> we group languages into 14 language groups based on linguistic classification, geography, and cultural similarities. We did this because people living in countries with languages of the same family tend to communicate more often and would benefit from high-quality translations. For instance, one group would include languages spoken in India, like Bengali, Hindi, Marathi, Nepali, Tamil, and Urdu. We systematically mined all possible language pairs within each group.

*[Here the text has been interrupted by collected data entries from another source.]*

//! Folio Web - browser front-end for the portfolio app
//!
//! Implements the core `Host` trait over the live DOM and wires DOM events
//! into `App::dispatch`. The app lives for the lifetime of the page.

mod bindings;
mod config;
mod dispatcher;
mod dom;
mod host;
mod logging;

use std::cell::RefCell;
use std::rc::Rc;

use folio_core::{load_data, App, HttpSource};
use tracing::error;
use wasm_bindgen::prelude::*;
use wasm_bindgen_futures::spawn_local;

pub use dispatcher::Dispatcher;
pub use host::WebHost;

/// Entry point, run once the module is instantiated
#[wasm_bindgen(start)]
pub fn start() -> Result<(), JsValue> {
    logging::init();

    let window = web_sys::window().ok_or_else(|| JsValue::from_str("no window"))?;
    let document = window
        .document()
        .ok_or_else(|| JsValue::from_str("no document"))?;

    let config = config::from_document(&document);
    let dispatcher = Dispatcher::new();
    let host = WebHost::new(window.clone(), document, dispatcher.clone());
    let app = Rc::new(RefCell::new(App::new(host, config.clone())));
    dispatcher.attach(app.clone());

    if let Err(err) = app.borrow_mut().boot() {
        error!("Cannot start: {}", err);
        return Err(JsValue::from_str(&err.to_string()));
    }

    let base = window.location().href()?;
    spawn_local(async move {
        let result = match HttpSource::new(&base, &config.data_url) {
            Ok(source) => load_data(&source).await,
            Err(err) => Err(err),
        };
        dispatcher.with_app(|app| app.finish_load(result));
    });

    Ok(())
}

> To connect the languages of different groups, we identified a small number of bridge languages, which are usually one to three major languages of each group. In the example above, Hindi, Bengali, and Tamil would be bridge languages for Indo-Aryan languages. We then mined parallel training data for all possible combinations of these bridge languages.
A big problem with this kind of massively multilingual machine learning research is that the researchers in question know almost nothing about most of the languages they're dealing with. They also grouped Malayalam with Malay. (Though they also say that they focused on languages that get the most translation requests, so maybe this is down to users getting confused about which language they want.)
Their parallel sentence mining project LASER also has problems that are obvious when you know the languages involved. Some time ago I looked at their most confident matches for English-Chinese and briefly thought I was looking at the least confident ones, because Bible quotes were paired with random snippets in Classical Chinese. I think their embedding model was confused by the archaic language.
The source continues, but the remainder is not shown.